■ EXERCISE DETAILS ■
Pull every line holding the string "volume" from the records below.

■ DATA RECORDS ■
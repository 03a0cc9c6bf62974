//! Keltner channel.
//!
//! Middle = EMA(n), width = k * DEV(n) (mean absolute deviation of the source).

use super::{Bands, ema::calculate_ema, stddev::calculate_dev};

pub fn calculate_keltner(values: &[f64], period: usize, multiplier: f64) -> Option<Bands> {
    let width = multiplier * calculate_dev(values, period)?;
    let middle = calculate_ema(values, period)?;
    Some(Bands {
        middle,
        upper: middle + width,
        lower: middle - width,
    })
}

#[cfg(test)]
mod tests {
    use super::*;
    use crate::domain::indicator::ema::calculate_ema;

    #[test]
    fn keltner_uses_ema_basis() {
        let values = [1.0, 2.0, 3.0];
        let bands = calculate_keltner(&values, 3, 1.5).unwrap();
        let ema = calculate_ema(&values, 3).unwrap();
        let width = 1.5 * (2.0 / 3.0);
        assert!((bands.middle - ema).abs() < 1e-9);
        assert!((bands.upper - (ema + width)).abs() < 1e-9);
        assert!((bands.lower - (ema - width)).abs() < 1e-9);
    }

    #[test]
    fn keltner_warmup_follows_deviation() {
        assert!(calculate_keltner(&[1.0, 2.0], 3, 1.5).is_none());
    }
}
#[cfg(test)]
mod tests {
    use super::*;
    use crate::domain::position::Direction;
    use proptest::prelude::*;

    fn bar(close: f64, time: i64) -> Bar {
        Bar {
            open: close,
            high: close + 1.0,
            low: close - 1.0,
            close,
            volume: 100.0,
            time,
        }
    }

    const DAY: i64 = 86_400_000;

    #[test]
    fn empty_environment_reads_na() {
        let env = Environment::default();
        assert_eq!(env.get("close", 0), Value::Na);
        assert_eq!(env.bar_state(BarStateFlag::Index), Value::Na);
        assert_eq!(env.time_field(TimeField::Year), Value::Na);
        assert!(env.get_series("close").is_empty());
    }

    #[test]
    fn update_bar_appends_derived_channels() {
        let mut env = Environment::default();
        env.update_bar(Bar {
            open: 10.0,
            high: 12.0,
            low: 9.0,
            close: 11.0,
            volume: 100.0,
            time: 0,
        });
        assert_eq!(env.get("hl2", 0), Value::Number(10.5));
        assert_eq!(env.get("ohlc4", 0), Value::Number(10.5));
        assert_eq!(env.get("volume", 0), Value::Number(100.0));
        assert_eq!(env.bar_state(BarStateFlag::Index), Value::Number(0.0));
        assert_eq!(env.bar_state(BarStateFlag::IsFirst), Value::Bool(true));
    }

    #[test]
    fn history_offsets_read_back() {
        let mut env = Environment::default();
        for (i, c) in [1.0, 2.0, 3.0].into_iter().enumerate() {
            env.update_bar(bar(c, i as i64 * DAY));
        }
        assert_eq!(env.get("close", 0), Value::Number(3.0));
        assert_eq!(env.get("close", 2), Value::Number(1.0));
        assert_eq!(env.get("close", 3), Value::Na);
        assert_eq!(env.bar_state(BarStateFlag::Index), Value::Number(2.0));
    }

    #[test]
    fn variables_carry_forward_between_bars() {
        let mut env = Environment::default();
        env.update_bar(bar(1.0, 0));
        env.set("x", Value::Number(5.0));
        env.set("x", Value::Number(6.0));
        env.update_bar(bar(2.0, DAY));
        assert_eq!(env.get("x", 0), Value::Number(6.0));
        env.set("x", Value::Number(7.0));
        assert_eq!(env.get("x", 1), Value::Number(6.0));
        assert_eq!(
            env.get_series("x"),
            vec![Value::Number(6.0), Value::Number(7.0)]
        );
    }

    #[test]
    fn tick_revises_current_bar() {
        let mut env = Environment::default();
        env.update_bar(bar(10.0, 0));
        env.update_tick(bar(12.0, 0));
        assert_eq!(env.get_series("close").len(), 1);
        assert_eq!(env.get("close", 0), Value::Number(12.0));
        assert_eq!(env.bar_state(BarStateFlag::IsNew), Value::Bool(false));
        assert_eq!(env.bar_state(BarStateFlag::IsRealtime), Value::Bool(true));
        assert_eq!(env.bar_state(BarStateFlag::IsHistory), Value::Bool(false));
        assert_eq!(env.bar_state(BarStateFlag::IsConfirmed), Value::Bool(false));
    }

    #[test]
    fn tick_on_empty_environment_appends() {
        let mut env = Environment::default();
        env.update_tick(bar(10.0, 0));
        assert_eq!(env.get("close", 0), Value::Number(10.0));
        assert_eq!(env.bar_state(BarStateFlag::Index), Value::Number(0.0));
    }

    #[test]
    fn tick_rolls_back_script_writes() {
        let mut env = Environment::default();
        env.update_bar(bar(1.0, 0));
        env.set("count", Value::Number(1.0));
        env.update_bar(bar(2.0, DAY));
        env.set("count", Value::Number(2.0));
        env.set("fresh", Value::Bool(true));
        env.update_tick(bar(2.5, DAY));
        assert_eq!(env.get("count", 0), Value::Number(1.0));
        assert!(!env.has_variable("fresh"));
    }

    #[test]
    fn state_slots_recompute_from_committed_within_a_bar() {
        let st = |v: f64| {
            Some(IndicatorState::Sar(SarState {
                is_long: true,
                sar: v,
                ep: v,
                af: 0.02,
            }))
        };
        let mut env = Environment::default();
        env.update_bar(bar(1.0, 0));
        assert_eq!(env.begin_state(7), None);
        env.commit_state(7, st(1.0));
        env.update_bar(bar(2.0, DAY));
        assert_eq!(env.begin_state(7), st(1.0));
        env.commit_state(7, st(2.0));
        // revision of the same bar starts again from the committed state
        assert_eq!(env.begin_state(7), st(1.0));
        env.commit_state(7, st(2.5));
        env.update_bar(bar(3.0, 2 * DAY));
        assert_eq!(env.begin_state(7), st(2.5));
    }

    #[test]
    fn site_series_capture_once_per_bar() {
        let mut env = Environment::default();
        env.update_bar(bar(1.0, 0));
        env.record_site(3, 0, 1.0);
        env.record_site(3, 0, 1.5);
        env.update_bar(bar(2.0, DAY));
        env.record_site(3, 0, 2.0);
        let window = env.series_window(&SeriesSource::Site(3, 0));
        assert_eq!(&window[..], &[1.5, 2.0]);
        assert!(env.series_window(&SeriesSource::Site(9, 0)).is_empty());
    }

    #[test]
    fn time_components_use_instrument_offset() {
        let instrument = InstrumentInfo {
            timezone: "UTC+10".into(),
            session_open_hour: 10,
            session_close_hour: 16,
            ..InstrumentInfo::default()
        };
        let mut env = Environment::new(&EngineSettings::default(), instrument);
        // 2024-01-15 00:30 UTC is 10:30 in UTC+10, a Monday
        env.update_bar(bar(1.0, 1_705_278_600_000));
        assert_eq!(env.time_field(TimeField::Hour), Value::Number(10.0));
        assert_eq!(env.time_field(TimeField::Minute), Value::Number(30.0));
        assert_eq!(env.time_field(TimeField::DayOfWeek), Value::Number(2.0));
        assert_eq!(env.time_field(TimeField::WeekOfYear), Value::Number(3.0));
        assert_eq!(env.time_field(TimeField::SessionIsMarket), Value::Bool(true));
        assert_eq!(env.time_field(TimeField::SessionIsPremarket), Value::Bool(false));
    }

    #[test]
    fn symbol_fields_come_from_instrument() {
        let instrument = InstrumentInfo {
            ticker: "BHP".into(),
            ..InstrumentInfo::default()
        };
        let env = Environment::new(&EngineSettings::default(), instrument);
        assert_eq!(env.symbol_field(SymbolField::Ticker), Value::Str("BHP".into()));
        assert_eq!(env.symbol_field(SymbolField::Mintick), Value::Number(0.01));
    }

    #[test]
    fn plots_are_readable_as_series() {
        let mut env = Environment::default();
        env.update_bar(bar(1.0, 0));
        env.plot_value("fast", 1.0, None);
        env.update_bar(bar(2.0, DAY));
        env.plot_value("fast", 2.0, None);
        assert_eq!(
            env.get_series("fast"),
            vec![Value::Number(1.0), Value::Number(2.0)]
        );
        assert_eq!(env.get("fast", 1), Value::Number(1.0));
    }

    #[test]
    fn pending_orders_fill_on_next_bar_and_equity_is_marked() {
        let mut env = Environment::default();
        env.update_bar(bar(100.0, 0));
        env.account_mut()
            .entry("a", Direction::Long, 1.0, 100.0, 0, 0)
            .unwrap();
        env.update_bar(bar(110.0, DAY));
        assert_eq!(env.metric(StrategyMetric::OpenProfit), Value::Number(10.0));
        assert_eq!(env.account().equity_curve().len(), 2);
    }

    proptest! {
        #[test]
        fn series_length_is_min_of_bars_and_capacity(n in 0usize..200, cap in 1usize..64) {
            let mut env = Environment::with_max_bars_back(cap);
            for i in 0..n {
                env.update_bar(bar(i as f64, i as i64 * DAY));
            }
            for name in ["open", "high", "low", "close", "volume", "time"] {
                prop_assert_eq!(env.get_series(name).len(), n.min(cap));
            }
        }
    }
}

■ OUTPUT ■
            volume: 100.0,
            volume: 100.0,
        assert_eq!(env.get("volume", 0), Value::Number(100.0));
            for name in ["open", "high", "low", "close", "volume", "time"] {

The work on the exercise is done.